The short squeeze is not an isolated incident and has been a recurring theme in the crypto market. In the past, traders have faced substantial losses due to short squeezes, with one trader known as Qwatio suffering over $15 million in losses after repeatedly shorting Bitcoin and Ethereum during a market rally [3]. These incidents highlight the risks associated with short selling in the volatile crypto market.

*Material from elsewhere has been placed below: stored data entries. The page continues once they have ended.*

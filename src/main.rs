//! pgadmin-servers CLI
//!
//! Usage:
//!   pgadmin-servers
//!   pgadmin-servers --db ./pgadmin4.db --format json

use std::path::PathBuf;

use anyhow::{Context, Result};
use clap::{ArgAction, Parser, ValueEnum};
use tracing_subscriber::{layer::SubscriberExt, util::SubscriberInitExt};

use pgadmin_servers::{Config, OutputFormat};

#[derive(Parser)]
#[command(name = "pgadmin-servers")]
#[command(about = "List connection profiles saved by pgAdmin 4")]
struct Cli {
    /// Database to read instead of <home>/AppData/Roaming/pgadmin/pgadmin4.db
    #[arg(long, env = "PGADMIN_DB")]
    db: Option<PathBuf>,

    /// Output format
    #[arg(long, value_enum, default_value_t = Format::Text)]
    format: Format,

    /// Increase verbosity (-v info, -vv debug, -vvv trace). Default is warn.
    #[arg(short, long, action = ArgAction::Count)]
    verbose: u8,
}

#[derive(Debug, Clone, Copy, PartialEq, Eq, ValueEnum)]
enum Format {
    Text,
    Json,
}

impl From<Format> for OutputFormat {
    fn from(format: Format) -> Self {
        match format {
            Format::Text => OutputFormat::Text,
            Format::Json => OutputFormat::Json,
        }
    }
}

impl Cli {
    fn config(&self) -> Config {
        let config = Config::new().with_format(self.format.into());
        match &self.db {
            Some(path) => config.with_db_path(path.clone()),
            None => config,
        }
    }
}

/// Logs go to stderr so stdout carries only the report.
fn init_tracing(verbosity: u8) {
    let level = match verbosity {
        0 => tracing::Level::WARN,
        1 => tracing::Level::INFO,
        2 => tracing::Level::DEBUG,
        _ => tracing::Level::TRACE,
    };

    let filter = tracing_subscriber::EnvFilter::try_from_default_env()
        .unwrap_or_else(|_| tracing_subscriber::EnvFilter::new(level.to_string()));

    tracing_subscriber::registry()
        .with(tracing_subscriber::fmt::layer().with_writer(std::io::stderr))
        .with(filter)
        .init();
}

fn main() -> Result<()> {
    let cli = Cli::parse();
    init_tracing(cli.verbose);

    let config = cli.config();
    let stdout = std::io::stdout();
    pgadmin_servers::run(&config, &mut stdout.lock()).context("listing pgAdmin servers failed")?;
    Ok(())
}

The short squeeze in the crypto market is a reminder of the inherent risks and uncertainties that come with trading in this asset class. Investors and financial professionals should be aware of these risks and exercise caution when engaging in short selling or other speculative trading activities.
References:
[1] https://cryptopotato.com/bitcoin-price-tops-116000-massive-short-squueze-approaches-1-billion/
[2] https://www.nbcphiladelphia.com/news/business/money-report/bitcoin-sets-another-record-above-113000-as-investors-jump-into-risk-assets-liquidate-shorts/4231124/?noamp=mobile
[3] https://www.cryptopolitan.com/og-hyperliquid-trader-loses-3-7m-on-btc-eth/
[4] https://www.tradingview.com/news/financemagnates:82098a3ee094b:0-why-is-bitcoin-going-up-trump-fuels-risk-rally-with-push-for-3-fed-cut/
ETH--
XRPI--
Short sellers in the crypto market have faced significant losses as over $700 million in positions were liquidated in less than an hour, with nearly all of it coming from short sellers. This is known as a short squeeze, triggered by Bitcoin's unexpected rally, which has forced traders to sell their positions at a loss, exacerbating the situation. The price of Bitcoin has surpassed its previous all-time highs, pulling up other cryptocurrencies with it.
Bitcoin's unexpected rally has led to a significant short squeeze in the crypto market, resulting in over $700 million in liquidations in less than an hour. This event, which occurred on July 2, 2025, has been characterized by a sharp increase in Bitcoin's price, surpassing its previous all-time highs and pulling up other cryptocurrencies with it.The short squeeze was triggered by Bitcoin's rapid ascent, which forced short sellers to sell their positions at a loss to meet margin calls. According to data from Coinglass, the total liquidations reached approximately $1 billion, with nearly 94% of that amount coming from short sellers [1]. This liquidation activity has been a common occurrence in the crypto market, with short sellers often facing significant losses when the price of the asset they are shorting moves against them.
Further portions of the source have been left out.